Nevertheless, we all know that communication can smooth the most complicated of waltzes, and Mr. Srettha has placed his cards on the table, seeking a weekly tête-à-tête with BoT governor Sethaput Suthiwartnarueput. Picture the scene: two financial maestros, sipping coffee, discussing the symphony of numbers and policies that could set Thailand’s economic stage alight. Their recent rendezvous at the storied halls of Government House wasn’t a clandestine affair; rather, it was a public demonstration of the intricate interplay between political will and economic prudence.

Why, then, did Mr. Srettha feel the need to raise his voice against the rising policy rate? The answer is simple: empathy. His heartstrings tugged by the plight of the poor, the mom-and-pop shops, the little engines of the economy that could—until they hit the steep slope of high interest. High-stakes indeed. And when the Prime Minister airs his concerns on the digital megaphone of social media, you know the man means business.

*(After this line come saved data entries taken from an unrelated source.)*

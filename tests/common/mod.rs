//! Common test utilities for catalog-sync integration tests

#[allow(dead_code)]
pub mod fake_remote;

#[allow(unused_imports)]
pub use fake_remote::*;

use std::path::Path;
use std::sync::Arc;
use std::time::Duration;

use catalog_sync::catalog::{CatalogConfig, CategoryNode, LoadedCatalog, Price, ProductRecord};
use catalog_sync::{CatalogClient, Config, RetryConfig};

/// Retry policy with millisecond waits so retry tests stay fast
#[allow(dead_code)]
pub fn fast_retry() -> RetryConfig {
    RetryConfig {
        max_attempts: 5,
        base_delay: Duration::from_millis(1),
        max_delay: Duration::from_millis(20),
        jitter: false,
    }
}

/// Client talking to `remote`
#[allow(dead_code)]
pub fn client_for(remote: &Arc<FakeRemote>) -> CatalogClient {
    CatalogClient::new(remote.clone(), fast_retry())
}

/// Config for runs against the fake; checkpoints go to `db_path` when given
#[allow(dead_code)]
pub fn test_config(db_path: Option<&Path>) -> Config {
    let mut config = Config::new("http://catalog.invalid/graphql/", "test-token");
    config.retry = fast_retry();
    match db_path {
        Some(path) => {
            config.checkpoint.enabled = true;
            config.checkpoint.database_path = path.to_path_buf();
        }
        None => config.checkpoint.enabled = false,
    }
    config
}

#[allow(dead_code)]
pub fn product(sku: &str, name: &str, path: &[&str], amount: f64) -> ProductRecord {
    ProductRecord {
        sku: sku.to_string(),
        name: name.to_string(),
        slug: sku.to_lowercase(),
        unit: "pcs".to_string(),
        category_path: path.iter().map(|s| s.to_string()).collect(),
        price: Price {
            amount,
            currency: "USD".to_string(),
        },
        comment: None,
    }
}

#[allow(dead_code)]
pub fn category(
    name: &str,
    slug: &str,
    subcategories: Vec<CategoryNode>,
    products: Vec<ProductRecord>,
) -> CategoryNode {
    CategoryNode {
        name: name.to_string(),
        slug: slug.to_string(),
        subcategories,
        products,
    }
}

/// One "Electronics" category holding the "Phone" product (SKU A1, 100 USD)
#[allow(dead_code)]
pub fn electronics_catalog() -> CatalogConfig {
    CatalogConfig {
        categories: vec![category(
            "Electronics",
            "electronics",
            vec![],
            vec![product("A1", "Phone", &["Electronics"], 100.0)],
        )],
    }
}

/// `count` products spread over a two-level tree
///
/// Products alternate between "Home" and "Home > Kitchen" so the flattened
/// order differs from the creation order of SKUs.
#[allow(dead_code)]
pub fn catalog_with_products(count: usize) -> CatalogConfig {
    let mut home = Vec::new();
    let mut kitchen = Vec::new();
    for n in 0..count {
        let sku = format!("SKU-{n:04}");
        if n % 2 == 0 {
            home.push(product(&sku, &format!("Item {n}"), &["Home"], 1.0 + n as f64));
        } else {
            kitchen.push(product(
                &sku,
                &format!("Item {n}"),
                &["Home", "Kitchen"],
                1.0 + n as f64,
            ));
        }
    }

    CatalogConfig {
        categories: vec![category(
            "Home",
            "home",
            vec![category("Kitchen", "kitchen", vec![], kitchen)],
            home,
        )],
    }
}

/// Wrap a catalog as if it had been loaded from disk
#[allow(dead_code)]
pub fn loaded(catalog: CatalogConfig) -> LoadedCatalog {
    let bytes = serde_json::to_vec(&catalog).unwrap();
    LoadedCatalog {
        fingerprint: catalog_sync::catalog::fingerprint(&bytes),
        catalog,
    }
}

Mr. Srettha, donning the twin hats of Prime Minister and finance minister, insists that his conversations with the governor are devoid of interference, but rich with concerns for the Thai economic tableau—from the domestic market’s buzzing bazaars to the global financial winds. They spoke of negative inflation, a tricky beast that’s been shadowing the market for months, exacerbated by the government’s well-meaning tango with oil and electricity prices, all in a bid to keep the cost of living from ballooning like a child’s party decoration getting out of hand.

The Prime Minister isn’t proposing a ballroom blitz; he’s extending an olive branch for regular collaboration—whether it be over a robust cup of coffee or within the BoT’s own hallowed halls. Communication is key, and Mr. Srettha is ready to turn the lock. The digital money handout scheme might be on the back-burner for now, but rest assured, the kitchen is still fired up for future fiscal feasts.

The wily deputy chairman Pichai Naripthaphan, of the ruling Pheu Thai Party, chimes in, adding his two baht to the conversation. He’s calling on the BoT to flex its financial muscles and churn out policies that invigorate an economy that’s been sleepwalking for too long. Banking profits have soared to celestial heights, totaling 220 billion baht just last year, all while the economy limped along. Pichai’s eyebrow is rightfully raised: Is the BoT conducting this financial orchestra with the poise it should?

As the saga of Covid-19 unfolds, economic wounds from 2020 remain raw, with a growth hiccup of negative 6.1%, and yet, banks here hoarded 146 billion baht in profits. Compare this to their international cousins licking their wounds, and the disparity is as stark as a moonless night. Has the BoT been a diligent watchdog, ensuring these financial institutions don’t feast while the country fasts?

Mr. Pichai isn’t mincing words. He’s championing a BoT that’s proactive, that shows concern for the gargantuan debt dragon threatening to engulf the economy, the SMEs trapped in a maze of bad debts, and the liquidity labyrinth that’s all but dried up. The specter of deflation looms; exports are stumbling, and the public needs answers that go beyond the BoT’s upbeat proclaiming “All’s well!”

It’s high time, Mr. Pichai posits, for the BoT to script a narrative that’s as compelling as it is reassuring, to rev up the engines of the Thai economy before the proverbial carriage turns back into a pumpkin at midnight. Play the music, he says, and make it a tune the whole country can dance to.’